Environment Variables
Environment Variable | Description | Possible Values | Required |
---|---|---|---|
CUBEJS_AWS_KEY | The AWS Access Key ID to use for database connections | A valid AWS Access Key ID | ✅ |
CUBEJS_AWS_SECRET | The AWS Secret Access Key to use for database connections | A valid AWS Secret Access Key | ✅ |
CUBEJS_AWS_REGION | The AWS region of the Cube deployment | A valid AWS region (opens in a new tab) | ✅ |
CUBEJS_AWS_S3_OUTPUT_LOCATION | The S3 path to store query results made by the Cube deployment | A valid S3 path | ❌ |
CUBEJS_AWS_ATHENA_WORKGROUP | The name of the workgroup in which the query is being started | A valid Athena Workgroup (opens in a new tab) | ❌ |
CUBEJS_AWS_ATHENA_CATALOG | The name of the catalog to use by default | A valid Athena Catalog name (opens in a new tab) | ❌ |
CUBEJS_DB_SCHEMA | The name of the schema to use as information_schema filter.

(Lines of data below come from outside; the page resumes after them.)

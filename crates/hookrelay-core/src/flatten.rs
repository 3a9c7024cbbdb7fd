//! Deep flatten / unflatten of JSON structures.
//!
//! [`flatten`] turns a nested value into a single-level map keyed by
//! delimiter-joined paths; [`unflatten`] rebuilds the nesting. Both are folds
//! over owned accumulators: the input is never mutated and nothing is shared
//! between calls.
//!
//! [`strip_fields_by_key_marker`] is built on the pair: flatten, drop every
//! path containing a marker, unflatten the rest.

use serde_json::{Map, Value};

/// Path delimiter used when none is configured.
pub const DEFAULT_DELIMITER: &str = ".";

/// Path segment that is never materialized by [`unflatten`].
pub const RESERVED_PROTO_KEY: &str = "__proto__";

/// Numeric segments above this always stay mapping keys.
const MAX_ARRAY_INDEX: usize = 10_000;

/// Rewrites a single path segment.
pub type KeyTransform = fn(&str) -> String;

// ---------------------------------------------------------------------------
// Options
// ---------------------------------------------------------------------------

/// Options for [`flatten`].
#[derive(Debug, Clone)]
pub struct FlattenOptions {
    /// Joins path segments.
    pub delimiter: String,
    /// Stop descending at this depth; the remaining sub-structure becomes one leaf.
    pub max_depth: Option<usize>,
    /// Treat arrays as atomic leaves instead of descending by index.
    pub safe: bool,
    /// Applied to every segment before joining.
    pub transform_key: Option<KeyTransform>,
}

impl Default for FlattenOptions {
    fn default() -> Self {
        Self {
            delimiter: DEFAULT_DELIMITER.to_string(),
            max_depth: None,
            safe: false,
            transform_key: None,
        }
    }
}

impl FlattenOptions {
    pub fn with_delimiter(mut self, delimiter: impl Into<String>) -> Self {
        self.delimiter = delimiter.into();
        self
    }

    pub fn with_max_depth(mut self, max_depth: usize) -> Self {
        self.max_depth = Some(max_depth);
        self
    }

    pub fn safe(mut self, safe: bool) -> Self {
        self.safe = safe;
        self
    }

    pub fn with_transform_key(mut self, transform: KeyTransform) -> Self {
        self.transform_key = Some(transform);
        self
    }

    fn transform(&self, key: &str) -> String {
        match self.transform_key {
            Some(f) => f(key),
            None => key.to_string(),
        }
    }

    fn descends(&self, child: &Value, depth: usize) -> bool {
        let container = match child {
            Value::Object(map) => !map.is_empty(),
            Value::Array(items) => !self.safe && !items.is_empty(),
            _ => false,
        };
        container && self.max_depth.map_or(true, |max| depth < max)
    }
}

/// Options for [`unflatten`].
#[derive(Debug, Clone)]
pub struct UnflattenOptions {
    /// Splits keys into path segments.
    pub delimiter: String,
    /// Replace scalars that sit where a container is needed. When false, the
    /// first scalar written at a path wins and later deeper keys are dropped.
    pub overwrite: bool,
    /// Build mappings at every level, even for numeric-looking segments.
    pub object: bool,
    /// Applied to every segment after splitting.
    pub transform_key: Option<KeyTransform>,
}

impl Default for UnflattenOptions {
    fn default() -> Self {
        Self {
            delimiter: DEFAULT_DELIMITER.to_string(),
            overwrite: false,
            object: false,
            transform_key: None,
        }
    }
}

impl UnflattenOptions {
    pub fn with_delimiter(mut self, delimiter: impl Into<String>) -> Self {
        self.delimiter = delimiter.into();
        self
    }

    pub fn overwrite(mut self, overwrite: bool) -> Self {
        self.overwrite = overwrite;
        self
    }

    pub fn object(mut self, object: bool) -> Self {
        self.object = object;
        self
    }

    pub fn with_transform_key(mut self, transform: KeyTransform) -> Self {
        self.transform_key = Some(transform);
        self
    }

    /// Options for re-flattening values that are themselves nested ("messy" input).
    fn reflatten(&self) -> FlattenOptions {
        FlattenOptions::default().with_delimiter(self.delimiter.clone())
    }
}

// ---------------------------------------------------------------------------
// Flatten
// ---------------------------------------------------------------------------

fn entries(node: &Value) -> Vec<(String, &Value)> {
    match node {
        Value::Object(map) => map.iter().map(|(k, v)| (k.clone(), v)).collect(),
        Value::Array(items) => items
            .iter()
            .enumerate()
            .map(|(i, v)| (i.to_string(), v))
            .collect(),
        _ => Vec::new(),
    }
}

fn flatten_step(
    acc: Map<String, Value>,
    node: &Value,
    prefix: Option<&str>,
    depth: usize,
    options: &FlattenOptions,
) -> Map<String, Value> {
    entries(node).into_iter().fold(acc, |mut acc, (key, child)| {
        let segment = options.transform(&key);
        let path = match prefix {
            Some(prefix) => format!("{prefix}{}{segment}", options.delimiter),
            None => segment,
        };
        if options.descends(child, depth) {
            flatten_step(acc, child, Some(&path), depth + 1, options)
        } else {
            acc.insert(path, child.clone());
            acc
        }
    })
}

/// Flatten `value` into a single-level map of delimiter-joined paths.
///
/// Empty objects and arrays are kept as leaves. Scalars at the top level
/// have no paths and flatten to an empty map.
pub fn flatten(value: &Value, options: &FlattenOptions) -> Map<String, Value> {
    flatten_step(Map::new(), value, None, 1, options)
}

// ---------------------------------------------------------------------------
// Unflatten
// ---------------------------------------------------------------------------

/// Split `key` into segments; `None` when any segment is [`RESERVED_PROTO_KEY`].
fn parse_path(key: &str, options: &UnflattenOptions) -> Option<Vec<String>> {
    let raw: Vec<&str> = if options.delimiter.is_empty() {
        vec![key]
    } else {
        key.split(options.delimiter.as_str()).collect()
    };
    raw.into_iter()
        .map(|segment| {
            let segment = match options.transform_key {
                Some(f) => f(segment),
                None => segment.to_string(),
            };
            (segment != RESERVED_PROTO_KEY).then_some(segment)
        })
        .collect()
}

/// Whether writing `segments` into `root` must be skipped because a scalar
/// (including `null`) already sits on the path and `overwrite` is off.
fn is_blocked(root: &Map<String, Value>, segments: &[String], overwrite: bool) -> bool {
    let prefix = &segments[..segments.len().saturating_sub(1)];
    let mut node = root;
    for segment in prefix {
        match node.get(segment) {
            None | Some(Value::Array(_)) => return false,
            Some(Value::Object(next)) => node = next,
            Some(_) => return !overwrite,
        }
    }
    false
}

fn index_map(items: Vec<Value>) -> Map<String, Value> {
    items
        .into_iter()
        .enumerate()
        .map(|(i, v)| (i.to_string(), v))
        .collect()
}

/// Intermediate containers are always built as mappings; [`settle`] decides
/// which of them become arrays once every sibling key is known.
fn place(node: &mut Map<String, Value>, segments: &[String], leaf: Value) {
    let Some((head, rest)) = segments.split_first() else {
        return;
    };
    if rest.is_empty() {
        node.insert(head.clone(), leaf);
        return;
    }
    let slot = node.entry(head.clone()).or_insert(Value::Null);
    let container = match std::mem::take(slot) {
        Value::Object(map) => map,
        Value::Array(items) => index_map(items),
        _ => Map::new(),
    };
    *slot = Value::Object(container);
    if let Value::Object(map) = slot {
        place(map, rest, leaf);
    }
}

/// Canonical array index: ASCII digits, no leading zero, within the cap.
fn array_index(key: &str) -> Option<usize> {
    if key.is_empty() || !key.bytes().all(|b| b.is_ascii_digit()) {
        return None;
    }
    if key.len() > 1 && key.starts_with('0') {
        return None;
    }
    key.parse::<usize>().ok().filter(|i| *i <= MAX_ARRAY_INDEX)
}

/// A non-empty mapping whose keys are exactly `0..len` becomes an array.
fn into_array(map: Map<String, Value>) -> Value {
    let len = map.len();
    let indexed = len > 0 && map.keys().all(|k| array_index(k).is_some_and(|i| i < len));
    if !indexed {
        return Value::Object(map);
    }
    let mut entries: Vec<(usize, Value)> = map
        .into_iter()
        .filter_map(|(k, v)| array_index(&k).map(|i| (i, v)))
        .collect();
    entries.sort_by_key(|(i, _)| *i);
    Value::Array(entries.into_iter().map(|(_, v)| v).collect())
}

fn settle_entries(map: Map<String, Value>, object: bool) -> Map<String, Value> {
    map.into_iter().map(|(k, v)| (k, settle(v, object))).collect()
}

fn settle(value: Value, object: bool) -> Value {
    match value {
        Value::Object(map) => {
            let map = settle_entries(map, object);
            if object {
                Value::Object(map)
            } else {
                into_array(map)
            }
        }
        other => other,
    }
}

/// Re-flatten values that are still nested so every key is a full path.
fn expand(flat: &Map<String, Value>, options: &UnflattenOptions) -> Map<String, Value> {
    let reflatten = options.reflatten();
    flat.iter().fold(Map::new(), |mut acc, (key, value)| {
        let nested = match value {
            Value::Object(map) => !map.is_empty(),
            Value::Array(items) => !items.is_empty(),
            _ => false,
        };
        if nested {
            for (path, leaf) in flatten(value, &reflatten) {
                acc.insert(format!("{key}{}{path}", options.delimiter), leaf);
            }
        } else {
            acc.insert(key.clone(), value.clone());
        }
        acc
    })
}

/// Rebuild nested structure from a map of delimiter-joined paths.
///
/// Non-object input is returned unchanged and the top level is always a
/// mapping. Below it, a container whose keys are exactly `0, 1, .. n-1`
/// becomes an array unless [`UnflattenOptions::object`] is set; any other
/// mix of keys stays a mapping, so nothing is padded or dropped. Paths
/// through [`RESERVED_PROTO_KEY`] are ignored.
pub fn unflatten(value: &Value, options: &UnflattenOptions) -> Value {
    let Value::Object(flat) = value else {
        return value.clone();
    };

    let root = expand(flat, options)
        .into_iter()
        .fold(Map::new(), |mut root, (key, leaf)| {
            let Some(segments) = parse_path(&key, options) else {
                return root;
            };
            if !is_blocked(&root, &segments, options.overwrite) {
                place(&mut root, &segments, leaf);
            }
            root
        });
    Value::Object(settle_entries(root, options.object))
}

// ---------------------------------------------------------------------------
// Field stripping
// ---------------------------------------------------------------------------

/// Remove every field whose full path contains `marker`, using the default
/// delimiter.
pub fn strip_fields_by_key_marker(value: &Value, marker: &str) -> Value {
    strip_fields_by_key_markers(value, &[marker], DEFAULT_DELIMITER)
}

/// Remove every field whose full path contains any of `markers`.
///
/// Empty markers are ignored. Arrays are stripped element by element so the
/// top-level shape is preserved; scalars pass through.
pub fn strip_fields_by_key_markers<S: AsRef<str>>(
    value: &Value,
    markers: &[S],
    delimiter: &str,
) -> Value {
    let markers: Vec<&str> = markers
        .iter()
        .map(AsRef::as_ref)
        .filter(|m| !m.is_empty())
        .collect();
    if markers.is_empty() {
        return value.clone();
    }

    match value {
        Value::Object(_) => {
            let kept: Map<String, Value> =
                flatten(value, &FlattenOptions::default().with_delimiter(delimiter))
                    .into_iter()
                    .filter(|(path, _)| !markers.iter().any(|m| path.contains(m)))
                    .collect();
            unflatten(
                &Value::Object(kept),
                &UnflattenOptions::default().with_delimiter(delimiter),
            )
        }
        Value::Array(items) => Value::Array(
            items
                .iter()
                .map(|item| strip_fields_by_key_markers(item, &markers, delimiter))
                .collect(),
        ),
        other => other.clone(),
    }
}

Reduces count of tables loaded during schema generation. | A valid schema name | ❌ |
CUBEJS_CONCURRENCY | The number of concurrent connections each queue has to the database. Default is 5 | A valid number | ❌ |
Pre-Aggregation Feature Support
count_distinct_approx
Measures of type
count_distinct_approx
can
be used in pre-aggregations when using AWS Athena as a source database. To learn
more about AWS Athena's support for approximate aggregate functions, click
here (opens in a new tab).
Pre-Aggregation Build Strategies
To learn more about pre-aggregation build strategies, head here.
Feature | Works with read-only mode? | Is default? |
---|---|---|
Batching | ❌ | ✅ |
Export Bucket | ❌ | ❌ |
By default, AWS Athena uses a batching strategy to build pre-aggregations.
Batching
No extra configuration is required to configure batching for AWS Athena.
Export Bucket
AWS Athena only supports using AWS S3 for export buckets.
AWS S3
For improved pre-aggregation performance with large datasets, enable export bucket functionality by configuring Cube with the following environment variables:
Ensure the AWS credentials are correctly configured in IAM to allow reads and writes to the export bucket in S3.
CUBEJS_DB_EXPORT_BUCKET_TYPE=s3
CUBEJS_DB_EXPORT_BUCKET=my.bucket.on.s3
CUBEJS_DB_EXPORT_BUCKET_AWS_KEY=<AWS_KEY>
CUBEJS_DB_EXPORT_BUCKET_AWS_SECRET=<AWS_SECRET>
CUBEJS_DB_EXPORT_BUCKET_AWS_REGION=<AWS_REGION>
SSL
Cube does not require any additional configuration to enable SSL as AWS Athena connections are made over HTTPS.